There are several solutions, here – you could raise your Aggregation Window value to 15 minutes, so that all 3 checks are being considered every time the system evaluates the alert condition. If you want to know whether 2 or more locations failed over the course of 15 minutes, this is probably your best bet. Alternatively, what might work is using
Sum of query results in your threshold, which will keep a rolling total of query results over a period of time (say, 15 minutes).
Getting violations to close
Finally, when things get back to normal and you’re having successes again, your violation will not close on its own. The reason for this is detailed in this article. The solution is to configure Loss of Signal (LoS) in this condition, so that after a certain amount of
NULL values (say 15 minutes), open violations will close.

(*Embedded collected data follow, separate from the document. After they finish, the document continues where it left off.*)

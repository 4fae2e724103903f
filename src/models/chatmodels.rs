// models/chatmodels.rs
use chrono::{DateTime, Utc};
use serde::{Deserialize, Serialize};
use uuid::Uuid;

#[derive(Debug, Serialize, Deserialize, Clone, Copy, sqlx::Type, PartialEq, Eq, Hash)]
#[sqlx(type_name = "sender_role", rename_all = "snake_case")]
#[serde(rename_all = "snake_case")]
pub enum SenderRole {
    /// Legacy mobile builds send "user" for the worker side; accepted on
    /// input, never emitted.
    #[serde(alias = "user")]
    Worker,
    Client,
}

impl SenderRole {
    /// The participant on the other side of the room.
    pub fn counterpart(&self) -> SenderRole {
        match self {
            SenderRole::Worker => SenderRole::Client,
            SenderRole::Client => SenderRole::Worker,
        }
    }

    pub fn to_str(&self) -> &str {
        match self {
            SenderRole::Worker => "worker",
            SenderRole::Client => "client",
        }
    }
}

#[derive(Debug, Serialize, Deserialize, sqlx::FromRow, Clone)]
pub struct ChatMessage {
    pub id: Uuid,
    pub room_id: Uuid,
    pub sender: SenderRole,
    pub message: String,
    pub is_read: bool,
    pub created_at: Option<DateTime<Utc>>,
}

/// Room-list row enriched with job and counterpart display fields.
#[derive(Debug, Serialize, Deserialize, sqlx::FromRow, Clone)]
pub struct ChatRoomSummary {
    pub id: Uuid,
    pub worker_phone: String,
    pub job_id: Uuid,
    pub client_phone: String,
    pub last_message: Option<String>,
    pub last_sent_at: Option<DateTime<Utc>>,
    pub unread_count_worker: i32,
    pub unread_count_client: i32,
    pub is_confirmed: bool,
    pub job_title: String,
    pub pay: i64,
    pub client_company_name: String,
    pub client_thumbnail_url: Option<String>,
    pub worker_name: String,
    pub worker_thumbnail_url: Option<String>,
}

/// Job summary shown in the room header.
#[derive(Debug, Serialize, Deserialize, sqlx::FromRow)]
pub struct ChatRoomDetail {
    pub job_id: Uuid,
    pub job_title: String,
    pub pay: i64,
    pub job_created_at: Option<DateTime<Utc>>,
    pub worker_phone: String,
    pub client_phone: String,
    pub worker_name: String,
    pub client_company_name: String,
}

#[cfg(test)]
mod tests {
    use super::*;

    #[test]
    fn test_counterpart() {
        assert_eq!(SenderRole::Worker.counterpart(), SenderRole::Client);
        assert_eq!(SenderRole::Client.counterpart(), SenderRole::Worker);
    }

    #[test]
    fn test_role_serde() {
        assert_eq!(
            serde_json::from_str::<SenderRole>("\"worker\"").unwrap(),
            SenderRole::Worker
        );
        assert_eq!(
            serde_json::from_str::<SenderRole>("\"client\"").unwrap(),
            SenderRole::Client
        );
        assert_eq!(serde_json::to_string(&SenderRole::Worker).unwrap(), "\"worker\"");
    }

    #[test]
    fn test_legacy_user_alias_maps_to_worker() {
        let role = serde_json::from_str::<SenderRole>("\"user\"").unwrap();
        assert_eq!(role, SenderRole::Worker);
        // the alias is never emitted back
        assert_eq!(serde_json::to_string(&role).unwrap(), "\"worker\"");
    }

    #[test]
    fn test_unknown_role_rejected() {
        assert!(serde_json::from_str::<SenderRole>("\"admin\"").is_err());
    }
}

- Set Evaluation Offset higher. Synthetics failures can take as long as 5 minutes to be ingested, depending on whether they time out and if there are any transient network issues. Setting this higher will result in a more reliable alert condition. I recommend 5 minutes, although 4 may work.
- Use a larger Aggregation Window or a
Sum of query resultsthreshold, since your Synthetics monitor is not running every minute (note that if you raise Aggregation Window, you can use a smaller value for Evaluation Offset but I would not set this any lower than 2 so that you are sure to catch all of the results every time an evaluation happens).
- Set up a LoS so that any open violations can close on their own once the problem is addressed.
An alternative (and probably easier) method
It sounds like you want to raise a violation when your Synthetic monitor fails from more than one single location. We have an out-of-the-box condition type to handle exactly that use-case! Take a look at Multi-location Synthetic monitoring alert conditions, which are purpose-built for exactly this use-case. As an added benefit, they require MUCH less micromanaging than NRQL alert conditions, so it should be much easier to set one up and have it just work, right from the start.
I hope my suggestions help. Let us know how it goes!
First of all, thank you so much for the elaborate suggestion. I did look into the Multi location Synthetic monitoring alert condition. I want an alert to be raised if 2 or more than 2 locations fail for over 15 minutes . It doesn’t allow me to specify the X minutes as a part of the alert condition.
Hopefully you were able to get your alert condition opening violations properly.
I want an alert to be raised if 2 or more than 2 locations fail for over 15 minutes.
Each location only gets pinged once every 15 minutes (the way the Synthetics monitor is now configured), so one single failure from two separate locations should be enough to set it off – this is the behavior you get with Multi-Location Synthetics conditions, only with much less micromanagement.